Bank of Lithuania: to know their customers, financial institutions should ask such amount of information that is necessary for risk assessment and management
As the requirements for the prevention of money laundering and terrorist financing (ML/TF) are tightened and financial market participants devote increasingly more attention to this area, the Bank of Lithuania receives more inquiries and complaints from the customers of banks, electronic money institutions and other financial institutions concerning excess requirements related to the requests to complete and update the KYC (“know your customer”) questionnaire or to provide additional information.
“It is very important to understand that financial market participants are the first line of defence preventing the legalisation of money earned from the trade in drugs, guns or people as well the opportunities for terrorists to implement their criminal intents. On the other hand, financial market participants must apply proportionate measures while managing these risks. We also urge financial institution customers to cooperate properly when providing the requested information, whereas in cases where any issues arise, to try solving them together with the financial market participant first. This year, the Bank of Lithuania will focus on the assessment whether the possibilities to use payment services are not unreasonably restricted,” said Jekaterina Govina, Director of the Financial Market Supervision Service of the Bank of Lithuania.

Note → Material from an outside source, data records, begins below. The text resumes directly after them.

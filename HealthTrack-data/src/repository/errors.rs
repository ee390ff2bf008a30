use std::sync::PoisonError;
use thiserror::Error;

/// Error type for repository operations
#[derive(Error, Debug)]
pub enum RepositoryError {
    /// I/O error while reading or writing the document file
    #[error("I/O error: {0}")]
    Io(#[from] std::io::Error),

    /// The document file exists but does not hold a valid document
    #[error("Malformed data file: {0}")]
    Malformed(String),

    /// The in-memory document could not be serialized
    #[error("Serialization error: {0}")]
    Serialization(#[from] serde_json::Error),

    /// Lock error
    #[error("Lock error: {0}")]
    Lock(String),
}

impl<T> From<PoisonError<T>> for RepositoryError {
    fn from(error: PoisonError<T>) -> Self {
        RepositoryError::Lock(error.to_string())
    }
}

Customers are often resentful about the detailed nature of questions (“Why does the financial institution need to know so much about me? I do not launder money, where are my rights to private life? I have sent money to my relative, why the bank is asking about the origin of the funds that I have sent?”). Financial market participants must properly know their customers and monitor their business relationships. The legal acts do not detail what and how much information financial institutions need to request from their customers in each individual case. The institutions decide this themselves during risk assessment, therefore, the amount of information and its nature may differ in each individual case. In the opinion of the Bank of Lithuania, financial institutions should request their customers to provide such amount of information that is sufficient to manage the ML/TF risk in a specific case.
When investigating the complaints of financial institution customers, the Bank of Lithuania notes some cases where financial institutions request their customers to provide potentially more information than necessary for the proper assessment and management of the risk posed by them. There are certain cases when the risk related to specific customers is simply avoided instead of managing it. Such cases pose a threat that basic financial services (e.g. payment accounts) may become inaccessible to certain individuals or businesses. It is important for financial institutions to ensure that their customers do not use the financial system for illegitimate purposes, however, they should not create barriers for customers to use their services to the extent that they are able to manage the ML/TF risk.
The Bank of Lithuania monitors this matter to ensure that financial institutions do not abuse the right to terminate relationships with their customers, but apply this measure only in extreme cases.
If customers receive the financial institution’s request to provide information, it is important for them to:
- provide or update the requested information following the indicated deadlines;
- apply to the financial institution and consult it in case they have questions on the content or provision of information;
- know that financial institutions must very carefully protect the personal data of their customers and to disclose it only in exceptional cases envisaged by the legal acts;
- if the customer does not provide the requested information or provides incomplete information, financial institutions may restrict the provision of services to such customers and in exceptional cases terminate the agreement.
When financial institutions request information from their customers, it is important for them to:
- explain to their customers as thoroughly as possible on what grounds and why specific information, data and/or documents are requested;
- ensure in all cases that they request their customers to provide such amount of information that is sufficient for the proper assessment and management of the ML/TF risk and that customers are really capable to provide this information;
- to apply proportionate and objectively reasonable measures for the ML/TF risk management.